Gullit Zolameso

Personal information
- Date of birth: 2 June 1995 (age 30)
- Place of birth: Cabinda, Angola
- Height: 1.63 m (5 ft 4 in)
- Position: Right back

Team information
- Current team: RiPS

Youth career
- Ylöjärven Ilves
- 0000–2011: Ilves

Senior career*
- Years: Team / Apps / (Gls)
- 2011–2015: Ilves / 66 / (5)
- 2014: → Ilves-Kissat (loan) / 2 / (1)
- 2015: → AC Kajaani (loan) / 13 / (3)
- 2016: MPS / 16 / (5)
- 2017–2019: Gnistan / 49 / (4)
- 2020: AC Kajaani / 17 / (0)
- 2021–2022: Reipas Lahti / 30 / (8)
- 2023–2024: JäPS / 25 / (2)
- 2025–: RiPS / 0 / (0)

International career
- Finland U15
- 2013: Finland U18 / 1 / (0)
- 2014: Finland U19 / 1 / (0)

= Gullit Zolameso =

Finnish footballer (born 1995)

Gullit Zolameso (born 2 June 1995) is a Finnish footballer who plays as a right back for RiPS.

==Early life==
Zolameso was born in Cabinda, Angola, and moved to Ylöjärvi, Finland, in 2005 when aged 10. He received a Finnish citizenship in 2013.

==Club career==
Zolameso made his Veikkausliiga debut with Ilves in the 2015 season.
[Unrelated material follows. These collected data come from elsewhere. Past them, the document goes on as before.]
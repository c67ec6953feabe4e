//! Deterministic pricing calculation for a booking slot.
//!
//! Price = base (hourly rate x duration) x category multiplier x tiered
//! duration multiplier, rounded to two decimals at every stage. The functions
//! here are pure; malformed time strings are rejected by the forms layer
//! before this module is reached.

use chrono::NaiveTime;
use serde::{Deserialize, Serialize};

use crate::domain::types::{HourlyRate, SpaceCategory};

/// Full price breakdown for a booking slot. Embedded in booking
/// confirmations and filter annotations, never persisted on its own.
#[derive(Debug, Clone, Copy, PartialEq, Serialize, Deserialize)]
pub struct PricingBreakdown {
    #[serde(rename = "duration")]
    pub duration_hours: f64,
    pub category_multiplier: f64,
    pub duration_multiplier: f64,
    pub base_price: f64,
    pub total_price: f64,
}

impl PricingBreakdown {
    /// Neutral breakdown produced when the slot has no positive duration.
    pub const fn zero() -> Self {
        Self {
            duration_hours: 0.0,
            category_multiplier: 1.0,
            duration_multiplier: 1.0,
            base_price: 0.0,
            total_price: 0.0,
        }
    }
}

/// Round to two decimal places, half away from zero.
pub fn round2(value: f64) -> f64 {
    (value * 100.0).round() / 100.0
}

/// Duration between two times in hours, rounded to two decimals.
/// Returns 0.0 when `end` is not after `start`.
pub fn duration_hours(start: NaiveTime, end: NaiveTime) -> f64 {
    if end <= start {
        return 0.0;
    }
    let minutes = (end - start).num_minutes() as f64;
    round2(minutes / 60.0)
}

/// Category pricing factor for a slug; unrecognised slugs price neutrally.
pub fn category_multiplier(type_slug: &str) -> f64 {
    SpaceCategory::from_slug(type_slug)
        .map(SpaceCategory::multiplier)
        .unwrap_or(1.0)
}

/// Tiered factor applied as the booking gets longer. Boundaries are
/// inclusive on the lower tier.
pub fn duration_multiplier(duration_hours: f64) -> f64 {
    if duration_hours <= 2.0 {
        1.0
    } else if duration_hours <= 4.0 {
        1.1
    } else if duration_hours <= 6.0 {
        1.2
    } else {
        1.35
    }
}

/// Compute the full breakdown for a rate, category and time range.
pub fn quote(
    hourly_rate: HourlyRate,
    type_slug: &str,
    start: NaiveTime,
    end: NaiveTime,
) -> PricingBreakdown {
    let duration = duration_hours(start, end);
    if duration <= 0.0 {
        return PricingBreakdown::zero();
    }

    let base_price = round2(hourly_rate.get() * duration);
    let category_multiplier = category_multiplier(type_slug);
    let duration_multiplier = duration_multiplier(duration);
    let total_price = round2(base_price * category_multiplier * duration_multiplier);

    PricingBreakdown {
        duration_hours: duration,
        category_multiplier,
        duration_multiplier,
        base_price,
        total_price,
    }
}

#[cfg(test)]
mod tests {
    use super::*;

    fn t(h: u32, m: u32) -> NaiveTime {
        NaiveTime::from_hms_opt(h, m, 0).unwrap()
    }

    fn rate(value: f64) -> HourlyRate {
        HourlyRate::new(value).unwrap()
    }

    #[test]
    fn computes_duration_in_hours() {
        assert_eq!(duration_hours(t(10, 0), t(12, 0)), 2.0);
        assert_eq!(duration_hours(t(9, 0), t(9, 45)), 0.75);
        assert_eq!(duration_hours(t(10, 0), t(10, 20)), 0.33);
    }

    #[test]
    fn zero_duration_when_end_not_after_start() {
        assert_eq!(duration_hours(t(12, 0), t(12, 0)), 0.0);
        assert_eq!(duration_hours(t(12, 0), t(10, 0)), 0.0);
        assert_eq!(quote(rate(500.0), "meeting-room", t(12, 0), t(10, 0)), PricingBreakdown::zero());
    }

    #[test]
    fn duration_multiplier_tier_boundaries() {
        assert_eq!(duration_multiplier(2.0), 1.0);
        assert_eq!(duration_multiplier(2.01), 1.1);
        assert_eq!(duration_multiplier(4.0), 1.1);
        assert_eq!(duration_multiplier(4.01), 1.2);
        assert_eq!(duration_multiplier(6.0), 1.2);
        assert_eq!(duration_multiplier(6.01), 1.35);
    }

    #[test]
    fn unknown_category_prices_neutrally() {
        assert_eq!(category_multiplier("warehouse"), 1.0);
        assert_eq!(category_multiplier(""), 1.0);
    }

    #[test]
    fn known_category_multipliers() {
        assert_eq!(category_multiplier("meeting-room"), 1.0);
        assert_eq!(category_multiplier("day-office"), 1.05);
        assert_eq!(category_multiplier("co-working"), 0.9);
        assert_eq!(category_multiplier("private"), 1.2);
        assert_eq!(category_multiplier("custom"), 1.3);
    }

    #[test]
    fn quotes_two_hour_meeting_room() {
        let breakdown = quote(rate(500.0), "meeting-room", t(10, 0), t(12, 0));
        assert_eq!(breakdown.duration_hours, 2.0);
        assert_eq!(breakdown.category_multiplier, 1.0);
        assert_eq!(breakdown.duration_multiplier, 1.0);
        assert_eq!(breakdown.base_price, 1000.0);
        assert_eq!(breakdown.total_price, 1000.0);
    }

    #[test]
    fn quotes_with_both_multipliers() {
        // 5h private office at 200/h: base 1000, x1.2 category, x1.2 duration.
        let breakdown = quote(rate(200.0), "private", t(9, 0), t(14, 0));
        assert_eq!(breakdown.duration_hours, 5.0);
        assert_eq!(breakdown.base_price, 1000.0);
        assert_eq!(breakdown.category_multiplier, 1.2);
        assert_eq!(breakdown.duration_multiplier, 1.2);
        assert_eq!(breakdown.total_price, 1440.0);
    }

    #[test]
    fn rounds_at_each_stage() {
        // 1h20m co-working at 99.99/h: base = round(99.99 * 1.33) = 132.99,
        // total = round(132.99 * 0.9) = 119.69.
        let breakdown = quote(rate(99.99), "co-working", t(10, 0), t(11, 20));
        assert_eq!(breakdown.duration_hours, 1.33);
        assert_eq!(breakdown.base_price, 132.99);
        assert_eq!(breakdown.total_price, 119.69);
    }

    #[test]
    fn zero_rate_yields_zero_price() {
        let breakdown = quote(rate(0.0), "meeting-room", t(10, 0), t(12, 0));
        assert_eq!(breakdown.base_price, 0.0);
        assert_eq!(breakdown.total_price, 0.0);
    }

    #[test]
    fn serializes_duration_under_wire_name() {
        let value =
            serde_json::to_value(quote(rate(500.0), "meeting-room", t(10, 0), t(12, 0))).unwrap();
        assert_eq!(value["duration"], 2.0);
        assert!(value.get("duration_hours").is_none());
    }
}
On 20 February 2016, Zolameso moved to Helsinki and signed with Malmin Palloseura (MPS) in third-tier Kakkonen.

On 21 January 2017, he joined another Helsinki-based club IF Gnistan. After three seasons with Gnistan, he played for AC Kajaani in second-tier Ykkönen in the 2020 season.

During 2021–2022, he played for Reipas Lahti.

Since the start of the 2023 season, Zolameso has played for Järvenpään Palloseura (JäPS).